New numbers reveal the child sex-change mania is worse than we knew

The child sex-change craze is worse than almost anyone realizes — and a Colorado hospital just proved it.

Recently released court documents show that Children’s Hospital Colorado, affiliated with the University of Colorado School of Medicine, prescribed puberty blockers to more than 250 patients and cross-sex hormones to nearly 550 patients in a single year, 2025. 

Those are shockingly high numbers — at least 5 to 10 times higher than previously thought.

My organization, Do No Harm, had already analyzed insurance data for this hospital.

We found that between 2019 and 2023, Children’s Hospital Colorado provided just over 100 children with sex-change treatments, including puberty blockers, cross-sex hormones, and even surgeries.

Those treatments already made this hospital one of the worst abusers of vulnerable and confused children in the country.

But the numbers seen in 2025 are far higher.

In that single year, the hospital gave puberty blockers to twice as many patients as we documented in total over five full years.

All told, Children’s Hospital Colorado is hurting far more kids than even we thought possible.

Not all these treatments are for different patients; many kids get multiple medical interventions.

They may start with puberty blockers to stop their natural development, continue with cross-sex hormones to change their appearance, and undergo sex-change surgeries as a last step.

Regardless, the court filings prove that Children’s Hospital Colorado is giving invasive and irreversible treatments to mind-boggling numbers of children.

Is this single facility an exception? Probably not.

At Do No Harm, our insurance-claims analyses have documented nearly 14,000 sex-change treatments provided at children’s hospitals and other facilities between 2019 and 2023.

But not all claims were detectable, like internal Kaiser Permanente claims, and we don’t know how many treatments were paid for out of pocket.

Plus, we know for a fact that some facilities have deliberately hidden this information by using alternate diagnosis codes — perhaps to avoid blowback for basically experimenting on vulnerable kids.

Based on our research, and in light of what’s happening in Colorado, we think it’s fair to estimate that between 20,000 and 25,000 American kids got sex-change treatments in recent years.

Think about that: Tens of thousands of children have been pumped full of dangerous chemicals.

Tens of thousands of children have tried to become something they aren’t.

And tens of thousands of children have little chance, if any, of returning to who they really are.

The situation in Colorado is grim enough — but the facts coming out of Oregon are even more of a cause for despair.

A study published in May analyzed the data on Oregon children, ages 8 to 17, who paid for sex-change treatments with insurance, both Medicaid and private plans, using a database that includes about 80% of Oregonians with any kind of insurance.

The topline finding is terrifying: Between 2016 and 2023, more than 1 out of every 250 biological girls by age 17 took male hormones, while about 1 in 630 biological boys took female hormones by the same age.

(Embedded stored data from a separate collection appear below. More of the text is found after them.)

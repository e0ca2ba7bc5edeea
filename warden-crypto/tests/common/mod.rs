//! Shared test helpers for crypto tests.

#![allow(dead_code)]

use std::sync::OnceLock;
use warden_crypto::{generate_keypair, KeyPair};

/// Returns a key pair generated once per test binary. RSA generation is
/// too slow to repeat in every test.
pub fn shared_keypair() -> &'static KeyPair {
    static KEYPAIR: OnceLock<KeyPair> = OnceLock::new();
    KEYPAIR.get_or_init(|| generate_keypair().unwrap())
}

/// A second, unrelated key pair.
pub fn other_keypair() -> &'static KeyPair {
    static KEYPAIR: OnceLock<KeyPair> = OnceLock::new();
    KEYPAIR.get_or_init(|| generate_keypair().unwrap())
}
//! Hardware fingerprinting.
//!
//! The fingerprint is the SHA-256 digest of the physical addresses of every
//! operational network interface, concatenated in enumeration order, encoded
//! as URL-safe base64 without padding. It is stable while the set of active
//! interfaces is unchanged.

use crate::encoding::to_safe_base64;
use pnet_datalink::{MacAddr, NetworkInterface};
use sha2::{Digest, Sha256};
use tracing::debug;
use warden_types::HardwareId;

/// Computes the hardware id of this machine.
pub fn device_fingerprint() -> HardwareId {
    let interfaces = pnet_datalink::interfaces();
    debug!(interfaces = interfaces.len(), "computing device fingerprint");
    fingerprint_from_interfaces(&interfaces)
}

/// Computes a fingerprint from an enumerated interface list, keeping only
/// the operational interfaces that carry a physical address.
pub fn fingerprint_from_interfaces(interfaces: &[NetworkInterface]) -> HardwareId {
    let addresses: Vec<[u8; 6]> = interfaces
        .iter()
        .filter(|iface| is_operational(iface))
        .filter_map(|iface| iface.mac)
        .map(|MacAddr(a, b, c, d, e, f)| [a, b, c, d, e, f])
        .collect();
    fingerprint_from_addresses(addresses.iter().map(|mac| mac.as_slice()))
}

/// Whether `iface` is currently operational: enabled, with a link (carrier
/// present), and not loopback.
#[cfg(unix)]
pub fn is_operational(iface: &NetworkInterface) -> bool {
    iface.is_up() && iface.is_running() && !iface.is_loopback()
}

/// Whether `iface` is currently operational. pnet reports no interface
/// flags on this platform, so every enumerated interface counts.
#[cfg(not(unix))]
pub fn is_operational(iface: &NetworkInterface) -> bool {
    !iface.is_loopback()
}

/// Computes a fingerprint from an explicit list of physical addresses.
pub fn fingerprint_from_addresses<'a>(addresses: impl IntoIterator<Item = &'a [u8]>) -> HardwareId {
    let mut hasher = Sha256::new();
    for address in addresses {
        hasher.update(address);
    }
    HardwareId::new(to_safe_base64(&hasher.finalize()))
}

All told, about 1 out of every 100 Oregon children covered by insurance was formally diagnosed with gender dysphoria — the belief that they’re born in the wrong body and facing distress — during that eight-year span.

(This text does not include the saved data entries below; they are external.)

//! Read-only profile directory and the authorization gate.

use crate::error::{Denial, ServerResult};
use crate::store::DeviceStore;
use std::collections::HashMap;
use tracing::debug;
use warden_types::{DeviceIdentity, Permissions, Profile, ProfileId};

/// Administered profiles, keyed by id.
///
/// Profiles are only referenced here, never created or modified.
#[derive(Debug, Clone, Default)]
pub struct ProfileDirectory {
    profiles: HashMap<ProfileId, Profile>,
}

impl ProfileDirectory {
    pub fn new(profiles: impl IntoIterator<Item = Profile>) -> Self {
        Self {
            profiles: profiles
                .into_iter()
                .map(|profile| (profile.id(), profile))
                .collect(),
        }
    }

    /// Loads the profiles currently in `store`.
    pub async fn load(store: &dyn DeviceStore) -> ServerResult<Self> {
        let profiles = store.load_profiles().await?;
        debug!(count = profiles.len(), "Loaded profiles");
        Ok(Self { profiles })
    }

    pub fn get(&self, id: ProfileId) -> Option<&Profile> {
        self.profiles.get(&id)
    }

    pub fn len(&self) -> usize {
        self.profiles.len()
    }

    pub fn is_empty(&self) -> bool {
        self.profiles.is_empty()
    }

    /// The profile `device` may act for.
    ///
    /// The device must reference an existing profile and appear on that
    /// profile's allowlist.
    pub fn profile_for(&self, device: &DeviceIdentity) -> Result<&Profile, Denial> {
        if !device.is_assigned() {
            return Err(Denial::Unassigned(device.key().clone()));
        }
        let profile = self
            .profiles
            .get(&device.profile)
            .ok_or(Denial::UnknownProfile(device.profile))?;
        if !profile.is_associated(device) {
            return Err(Denial::NotAssociated {
                device: device.key().clone(),
                profile: device.profile,
            });
        }
        Ok(profile)
    }

    /// Checks that `device` may exercise `permission`.
    ///
    /// Callers must consult this before honouring a privileged request from
    /// a recognized device.
    pub fn authorize(&self, device: &DeviceIdentity, permission: Permissions) -> ServerResult<&Profile> {
        let profile = self.profile_for(device)?;
        if !profile.has_permission(permission) {
            return Err(Denial::MissingPermission {
                profile: profile.id(),
                permission,
            }
            .into());
        }
        Ok(profile)
    }

    /// Whether `device`'s profile belongs to group `index`.
    ///
    /// # Errors
    /// [`ServerError::AccessDenied`](crate::ServerError::AccessDenied) if the
    /// device is not associated with its profile, and
    /// [`ServerError::Types`](crate::ServerError::Types) if `index` is outside
    /// `0..64`.
    pub fn in_group(&self, device: &DeviceIdentity, index: i32) -> ServerResult<bool> {
        let profile = self.profile_for(device)?;
        Ok(profile.is_in_group(index)?)
    }
}
/// Knowledge snippets scoring at or above this fraction go to the primary
/// section; the rest go to the secondary section.
const RELEVANCE_THRESHOLD: f32 = 0.70;

// Fixed section concatenation order of the merged block.
const SECTION_SYSTEM: &str = "system-info";
const SECTION_PARENT: &str = "parent-thread";
const SECTION_ADDITIONAL: &str = "additional-context";
const SECTION_KNOWLEDGE_PRIMARY: &str = "knowledge-base-primary";
const SECTION_KNOWLEDGE_SECONDARY: &str = "knowledge-base-secondary";
const SECTION_INTEGRATIONS: &str = "integrations";
const SECTION_HISTORY: &str = "history";
const SECTION_TIME: &str = "current-time";

const SECTION_ORDER: [&str; 8] = [
    SECTION_SYSTEM,
    SECTION_PARENT,
    SECTION_ADDITIONAL,
    SECTION_KNOWLEDGE_PRIMARY,
    SECTION_KNOWLEDGE_SECONDARY,
    SECTION_INTEGRATIONS,
    SECTION_HISTORY,
    SECTION_TIME,
];

/// All inputs the assembler considers for one turn.
#[derive(Debug, Clone, Default)]
pub struct AssemblerInput<'a> {
    /// Platform directives. Always present in the block, never trimmed.
    pub system_info: &'a str,

    /// Reference text for a parent thread (sub-agent turns).
    pub parent_thread: Option<&'a str>,

    /// The rolling conversation summary, if one exists.
    pub summary: Option<&'a str>,

    /// Key-value context entries supplied by hooks (CRM record ids, etc.).
    pub additional_context: &'a [(String, String)],

    /// Web research context, when the web agent contributed some.
    pub web_context: Option<&'a str>,

    /// Raw retrieval output in the upstream
    /// `"[n] (Relevance: XX%)"` convention.
    pub knowledge: Option<&'a str>,

    /// Integration/tooling metadata (connected services, auth state).
    pub integrations: Option<&'a str>,

    /// Full thread history, oldest first. The current user message must
    /// NOT be part of this slice.
    pub history: &'a [ThreadMessage],

    /// Clock reading for the dynamic-info section.
    pub now: Option<DateTime<Utc>>,
}

/// Aggregate statistics about the merged block, surfaced in the turn result.
#[derive(Debug, Clone, Default, Serialize, Deserialize)]
pub struct ContextStats {
    /// Total estimated tokens of the merged block.
    pub total_tokens: usize,

    /// Tokens of the block's history section alone. Callers reserving the
    /// block's cost against a separate history group subtract this to
    /// avoid charging history twice.
    pub history_tokens: usize,

    /// History messages included.
    pub message_count: usize,

    /// History messages carrying approval metadata.
    pub approval_count: usize,

    /// Whether any knowledge-base content made it in.
    pub has_rag: bool,

    /// Whether web research context made it in.
    pub has_web_context: bool,

    /// Whether integration metadata made it in.
    pub has_integrations: bool,
}

/// The assembled block plus its statistics.
#[derive(Debug, Clone)]
pub struct MergedContext {
    /// The full delimiter-sectioned text block.
    pub text: String,

    /// Statistics for telemetry and the turn result.
    pub stats: ContextStats,

    /// The history messages that survived filtering, chronological.
    pub history: Vec<ThreadMessage>,
}

/// The context assembler. Stateless — create one per agent kind and reuse it.
pub struct ContextAssembler {
    config: BudgetConfig,
}

impl ContextAssembler {
    pub fn new(config: BudgetConfig) -> Self {
        Self { config }
    }

    /// Assemble the merged context block.
    ///
    /// 1. Build prioritized items from every non-history input.
    /// 2. Trim them against the context budget.
    /// 3. Filter history against whatever the kept items left over.
    /// 4. Render kept items and history in fixed section order.
    pub fn assemble(&self, input: &AssemblerInput<'_>) -> MergedContext {
        let mut items: Vec<ContextItem> = Vec::new();

        if !input.system_info.is_empty() {
            items.push(
                ContextItem::new("system", PriorityTier::SystemInfo, SECTION_SYSTEM, input.system_info)
                    .non_trimmable(),
            );
        }

        if let Some(parent) = input.parent_thread {
            items.push(ContextItem::new(
                "parent",
                PriorityTier::MediumRelevance,
                SECTION_PARENT,
                parent,
            ));
        }

        if let Some(summary) = input.summary {
            items.push(ContextItem::new(
                "summary",
                PriorityTier::ConversationSummary,
                SECTION_ADDITIONAL,
                summary,
            ));
        }

        for (i, (key, value)) in input.additional_context.iter().enumerate() {
            items.push(ContextItem::new(
                format!("additional_{i}"),
                PriorityTier::MediumRelevance,
                SECTION_ADDITIONAL,
                format!("{key}: {value}"),
            ));
        }

        if let Some(web) = input.web_context {
            items.push(ContextItem::new(
                "web",
                PriorityTier::MediumRelevance,
                SECTION_ADDITIONAL,
                web,
            ));
        }

        if let Some(knowledge) = input.knowledge {
            for (i, snippet) in parse_knowledge(knowledge).into_iter().enumerate() {
                let (tier, section) = if snippet.relevance >= RELEVANCE_THRESHOLD {
                    (PriorityTier::HighRelevanceKnowledge, SECTION_KNOWLEDGE_PRIMARY)
                } else {
                    (PriorityTier::LowRelevanceKnowledge, SECTION_KNOWLEDGE_SECONDARY)
                };
                items.push(
                    ContextItem::new(format!("kb_{i}"), tier, section, snippet.text)
                        .with_relevance(snippet.relevance),
                );
            }
        }

        if let Some(integrations) = input.integrations {
            items.push(ContextItem::new(
                "integrations",
                PriorityTier::MediumRelevance,
                SECTION_INTEGRATIONS,
                integrations,
            ));
        }

        if let Some(now) = input.now {
            items.push(
                ContextItem::new(
                    "time",
                    PriorityTier::DynamicInfo,
                    SECTION_TIME,
                    format!("Current time: {}", now.to_rfc3339()),
                )
                .non_trimmable(),
            );
        }

        let trim_result = trim(items, self.config.context_budget());
        if trim_result.was_trimmed {
            debug!(
                trimmed = trim_result.trimmed.len(),
                kept = trim_result.kept.len(),
                "Context items trimmed"
            );
        }

        // History competes for whatever the kept items left over.
        let filtered = filter_history(input.history, trim_result.total_tokens, &self.config);

        let stats = self.build_stats(&trim_result.kept, &filtered);
        let text = render_block(&trim_result.kept, &filtered.messages);

        MergedContext {
            text,
            stats,
            history: filtered.messages,
        }
    }

    fn build_stats(&self, kept: &[ContextItem], filtered: &FilteredHistory) -> ContextStats {
        let history_tokens = token::estimate_messages_tokens(&filtered.messages);
        let item_tokens: usize = kept.iter().map(|i| i.token_cost).sum();
        ContextStats {
            total_tokens: item_tokens + history_tokens,
            history_tokens,
            message_count: filtered.messages.len(),
            approval_count: filtered
                .messages
                .iter()
                .filter(|m| m.metadata.contains_key("approval_status"))
                .count(),
            has_rag: kept.iter().any(|i| {
                i.section_label == SECTION_KNOWLEDGE_PRIMARY
                    || i.section_label == SECTION_KNOWLEDGE_SECONDARY
            }),
            has_web_context: kept.iter().any(|i| i.id == "web"),
            has_integrations: kept.iter().any(|i| i.section_label == SECTION_INTEGRATIONS),
        }
    }
}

That’s not some fringe phenomenon. It is mainstream for Oregon children to believe they need a sex change.

But we may be turning a corner.

Over the past few years, Republican-led states and President Donald Trump’s administration have seriously cracked down on child sex changes.

Many states have banned treatments altogether, and a Trump executive order has opened the door to federal investigations and lawsuits against medical providers that harm kids.

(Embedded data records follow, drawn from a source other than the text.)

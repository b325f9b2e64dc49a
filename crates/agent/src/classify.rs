//! Failure classification for the outer retry layer.
//!
//! `classify` is a pure function over a [`FailureInfo`] — the explicit
//! `{message, status, code}` union captured once at the boundary where an
//! error is first caught. Identical input shapes always yield identical
//! classifications; the decision order below is first-match-wins.

use opsdesk_core::error::ProviderError;
use serde::{Deserialize, Serialize};
use thiserror::Error;

/// Stable reason codes consumed by the retry layer and dashboards.
#[derive(Debug, Clone, Copy, PartialEq, Eq, Hash, Serialize, Deserialize)]
#[serde(rename_all = "snake_case")]
pub enum ReasonCode {
    AuthError,
    BadRequest,
    NotFound,
    ContentPolicy,
    InvalidModel,
    ContextLengthExceeded,
    RateLimit,
    ServerError,
    NetworkError,
    Timeout,
    Overloaded,
    Unknown,
}

impl ReasonCode {
    /// The stable string form (matches the serialized representation).
    pub fn as_str(&self) -> &'static str {
        match self {
            Self::AuthError => "auth_error",
            Self::BadRequest => "bad_request",
            Self::NotFound => "not_found",
            Self::ContentPolicy => "content_policy",
            Self::InvalidModel => "invalid_model",
            Self::ContextLengthExceeded => "context_length_exceeded",
            Self::RateLimit => "rate_limit",
            Self::ServerError => "server_error",
            Self::NetworkError => "network_error",
            Self::Timeout => "timeout",
            Self::Overloaded => "overloaded",
            Self::Unknown => "unknown",
        }
    }
}

impl std::fmt::Display for ReasonCode {
    fn fmt(&self, f: &mut std::fmt::Formatter<'_>) -> std::fmt::Result {
        f.write_str(self.as_str())
    }
}

/// The verdict for one failure.
#[derive(Debug, Clone, PartialEq, Eq, Serialize, Deserialize)]
pub struct ErrorClassification {
    pub should_retry: bool,
    pub reason: ReasonCode,
    pub description: String,
}

/// The explicit error shape captured at the catch boundary.
///
/// Replaces the duck-typed error objects of ad-hoc provider SDKs with a
/// tagged union decided once, where the error is first caught.
#[derive(Debug, Clone, Default, PartialEq, Serialize, Deserialize)]
pub struct FailureInfo {
    /// Human-readable error message.
    pub message: String,

    /// HTTP status, when the failure came from an API response.
    pub status: Option<u16>,

    /// Transport-level error code (e.g. "ECONNRESET"), when present.
    pub code: Option<String>,
}

impl FailureInfo {
    pub fn from_message(message: impl Into<String>) -> Self {
        Self {
            message: message.into(),
            status: None,
            code: None,
        }
    }

    pub fn with_status(mut self, status: u16) -> Self {
        self.status = Some(status);
        self
    }

    pub fn with_code(mut self, code: impl Into<String>) -> Self {
        self.code = Some(code.into());
        self
    }
}

impl From<&ProviderError> for FailureInfo {
    fn from(err: &ProviderError) -> Self {
        let message = err.to_string();
        match err {
            ProviderError::ApiError { status_code, .. } => {
                Self::from_message(message).with_status(*status_code)
            }
            ProviderError::RateLimited { .. } => Self::from_message(message).with_status(429),
            ProviderError::AuthenticationFailed(_) => Self::from_message(message).with_status(401),
            ProviderError::ModelNotFound(_)
            | ProviderError::ContentPolicy(_)
            | ProviderError::ContextLengthExceeded(_)
            | ProviderError::StreamInterrupted(_)
            | ProviderError::NotConfigured(_)
            | ProviderError::Timeout(_)
            | ProviderError::Network(_) => Self::from_message(message),
        }
    }
}

const NETWORK_CODES: [&str; 6] = [
    "ECONNRESET",
    "ECONNREFUSED",
    "ENOTFOUND",
    "EPIPE",
    "EAI_AGAIN",
    "ETIMEDOUT",
];

const NETWORK_PHRASES: [&str; 4] = [
    "socket hang up",
    "connection reset",
    "connection refused",
    "network error",
];

/// Map a failure into the retry taxonomy. First match wins.
pub fn classify(info: &FailureInfo) -> ErrorClassification {
    let msg = info.message.to_lowercase();
    let status = info.status;

    let (should_retry, reason) = if matches!(status, Some(401) | Some(403)) {
        (false, ReasonCode::AuthError)
    } else if status == Some(400) {
        (false, ReasonCode::BadRequest)
    } else if status == Some(404) {
        (false, ReasonCode::NotFound)
    } else if msg.contains("content policy") || msg.contains("content_policy") {
        (false, ReasonCode::ContentPolicy)
    } else if msg.contains("model not found")
        || msg.contains("unknown model")
        || msg.contains("invalid model")
    {
        (false, ReasonCode::InvalidModel)
    } else if msg.contains("context length")
        || msg.contains("context_length_exceeded")
        || msg.contains("maximum context")
    {
        // A retry would hit the same ceiling; this needs summarization.
        (false, ReasonCode::ContextLengthExceeded)
    } else if status == Some(429) || msg.contains("rate limit") || msg.contains("rate_limit") {
        (true, ReasonCode::RateLimit)
    } else if matches!(status, Some(s) if (500..600).contains(&s)) {
        (true, ReasonCode::ServerError)
    } else if is_network_failure(info, &msg) {
        (true, ReasonCode::NetworkError)
    } else if msg.contains("timeout") || msg.contains("timed out") {
        (true, ReasonCode::Timeout)
    } else if msg.contains("overloaded") || msg.contains("capacity") {
        (true, ReasonCode::Overloaded)
    } else {
        // Conservative default: retry what we cannot name.
        (true, ReasonCode::Unknown)
    };

    ErrorClassification {
        should_retry,
        reason,
        description: info.message.clone(),
    }
}

fn is_network_failure(info: &FailureInfo, lower_msg: &str) -> bool {
    if let Some(code) = &info.code {
        if NETWORK_CODES.iter().any(|c| code.eq_ignore_ascii_case(c)) {
            return true;
        }
    }
    NETWORK_PHRASES.iter().any(|p| lower_msg.contains(p))
}

/// A non-retryable failure, wrapped so an outer retrier can short-circuit
/// without re-running `classify` on every attempt.
#[derive(Debug, Error)]
#[error("{reason}: {source}")]
pub struct NonRetryableError {
    /// Why retrying would not help.
    pub reason: ReasonCode,

    /// The original cause, untouched.
    #[source]
    pub source: opsdesk_core::Error,
}

impl NonRetryableError {
    pub fn new(reason: ReasonCode, source: opsdesk_core::Error) -> Self {
        Self { reason, source }
    }
}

In response, a growing number of children’s hospitals have stopped providing sex-change treatments, including Children’s National Hospital in Washington, DC.

That’s cause for celebration, but there’s more work to be done.

Vulnerable and confused kids will be at risk so long as sex-change treatments for minors are legal anywhere.

The White House and Congress should immediately push for a ban on child surgeries — the most invasive and irreversible treatment for kids.

Ultimately, America needs a national ban on puberty blockers and cross-sex hormones, too. The Chloe Cole Act, which Congress is debating this week, would do exactly that.

It’s now clear that hundreds upon hundreds of children were subjected to dangerous treatments in a single Colorado hospital in a single year — to say nothing of other years, and other hospitals across the nation.

It’s not just a shock. It’s unconscionable — and a painful reminder that child sex changes are far more common than most people think.

But the very idea of a child sex change ought to be unthinkable. 

Now it’s time to make them impossible.

Stanley Goldfarb, MD, is chairman at Do No Harm.